From 2speccers2tools wiki

Occurring simultaneously with the evolution of the Mushrad, a few Recycling Radiobush spores, peculiarly enough, settled on a live surface - specifically a Radiotree. Employing the same digestive functions as they would on a corpse, these outliers found a surprising source of nutrition; this event would prove to be the start of a major genetic divergence. When radiobiotes sent spores into the air, these would then end up on other, similar hosts. While the first few generations significantly damaged their floral hosts’ health, the combination of high spore production and a pinch of radiation-induced gene alteration meant that beneficial mutations would spread easy among their successors. With each new generation, they became better adapted for a parasitic life: they grew much smaller to get by on less of their hosts’ vital fluids, and once they got full, they developed a coagulant to halt host bleeding. In due time, these changes would accumulate to the point in which these radiobiotes became a distinct species - the Radiosuck. The Radiosuck typically spends its time situated on a floral host, passively feeding on its vital fluids. It inherited ancestral adhesives in order to remain on a host. A modified form of its ancestral corpse-digesting enzymes is employed to burn a small patch through its host’s cuticle, gaining access to the goodies within. Most of its hosts are large enough in comparison to fall only moderately ill at worst after a feeding; although it does feed upon some smaller hosts like the Radioweed, those do not consistently provide as much nourishment and more often than not fall severely ill afterwards, which is not optimal for an organism that prefers its hosts to survive.

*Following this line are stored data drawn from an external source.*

//! Host-side entry point: spawn a supervisor for the caller's session.
//!
//! The host authorization layer calls [`ensure_tracking`] after it has
//! mapped the session to a local account. The launcher forks the
//! supervisor, wires two pipes onto the child's fds 0 and 1, and then
//! blocks until the child reports readiness with a single `'0'` byte.
//! Anything else, including EOF, means the supervisor never got its
//! kernel subscription and the session must not proceed.

use std::fs::File;
use std::io;
use std::io::Read;
use std::os::fd::OwnedFd;

use nix::sys::wait::waitpid;
use nix::unistd::{ForkResult, Pid, Uid, dup2_stdin, dup2_stdout, fork, getpid, pipe};
use tracing::{debug, error, info};

use crate::supervisor;

/// What the host knows when it asks for tracking.
#[derive(Debug, Clone)]
pub struct TrackingRequest {
    /// The account this session was mapped to. Tracking refuses to
    /// start before the mapping has happened.
    pub mapped_uid: Option<Uid>,
    /// The process whose descendants define the session.
    pub watched: Pid,
}

#[derive(Debug, thiserror::Error)]
pub enum LaunchError {
    #[error("no account mapped for this session yet")]
    NoUid,
    #[error("failed to create the handshake pipes")]
    Pipe(#[source] nix::Error),
    #[error("failed to fork the supervisor")]
    Fork(#[source] nix::Error),
    #[error("the supervisor did not report readiness")]
    Startup,
}

/// Ensures a supervisor is tracking the caller's session: the watched
/// process, its descendants, and the caller itself as the trigger.
/// Returns once the supervisor has confirmed its kernel subscription.
pub fn ensure_tracking(request: &TrackingRequest) -> Result<(), LaunchError> {
    let Some(uid) = request.mapped_uid else {
        error!("refusing to track a session with no mapped account");
        return Err(LaunchError::NoUid);
    };

    let (p2c_read, p2c_write) = pipe().map_err(LaunchError::Pipe)?;
    let (c2p_read, c2p_write) = pipe().map_err(LaunchError::Pipe)?;
    let trigger = getpid();

    match unsafe { fork() }.map_err(LaunchError::Fork)? {
        ForkResult::Child => {
            drop(p2c_write);
            drop(c2p_read);
            let status = match supervisor_child(p2c_read, c2p_write, request.watched, trigger) {
                Ok(()) => 0,
                Err(err) => {
                    error!(err = ?err, "supervisor failed");
                    1
                }
            };
            // This process must never fall back into the caller.
            unsafe { libc::_exit(status) }
        }
        ForkResult::Parent { child } => {
            drop(p2c_read);
            drop(p2c_write);
            drop(c2p_write);
            debug!(supervisor = child.as_raw(), "spawned supervisor");

            // The direct child exits as soon as it has forked the
            // daemon out of our session.
            if let Err(err) = waitpid(child, None) {
                debug!(%err, "failed to reap the intermediate process");
            }

            match read_readiness(c2p_read) {
                Ok(b'0') => {
                    info!(
                        watched = request.watched.as_raw(),
                        uid = uid.as_raw(),
                        "session tracking is live"
                    );
                    Ok(())
                }
                Ok(byte) => {
                    error!(byte, "supervisor reported a startup failure");
                    Err(LaunchError::Startup)
                }
                Err(err) => {
                    error!(%err, "supervisor went away before reporting readiness");
                    Err(LaunchError::Startup)
                }
            }
        }
    }
}

/// Everything the forked child does before it becomes the supervisor.
/// Runs with the caller's memory image; keep it simple.
fn supervisor_child(
    handshake_in: OwnedFd,
    handshake_out: OwnedFd,
    watched: Pid,
    trigger: Pid,
) -> anyhow::Result<()> {
    dup2_stdin(&handshake_in)?;
    dup2_stdout(&handshake_out)?;
    drop(handshake_in);
    drop(handshake_out);
    supervisor::detach()?;
    supervisor::run(watched, trigger)
}

fn read_readiness(fd: OwnedFd) -> io::Result<u8> {
    let mut pipe = File::from(fd);
    let mut byte = [0u8; 1];
    // EOF surfaces as UnexpectedEof, which the caller treats the same
    // as an explicit failure byte.
    pipe.read_exact(&mut byte)?;
    Ok(byte[0])
}

#[cfg(test)]
mod test {
    use super::*;

    #[test]
    fn refuses_to_launch_without_a_mapped_account() {
        let request = TrackingRequest {
            mapped_uid: None,
            watched: Pid::from_raw(1234),
        };
        assert!(matches!(
            ensure_tracking(&request),
            Err(LaunchError::NoUid)
        ));
    }
}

After the Radiosuck has its fill, it secretes a coagulant compound stimulating its host to quickly mend its wound and sluggishly moves on via simple muscles.

Although a seemingly easy snack, predators are easily dissuaded from eating the Radiosuck as it possesses a significantly high spite content in its tissues, advertised by a garish display of colors reminiscent of those on an easter egg. These colors are formed from variant accessory pigments, so it could still perform photosynthesis well enough in a pinch.

A particularly nourished Radiosuck would likely spew forth a brief mist’s worth of spores from an inner chamber. These spores would soon develop into minute larvae complete with feathery setae on their fronds enabling continued airborne transport. Once larvae have grown large enough, they shed their setae and their fronds atrophy. By the time the Radiosuck has become a distinct species, the Recycling Radiobush has already been outcompeted to extinction by the Mushrad; by sheer technicality, this means that the Radiosuck has replaced its ancestry.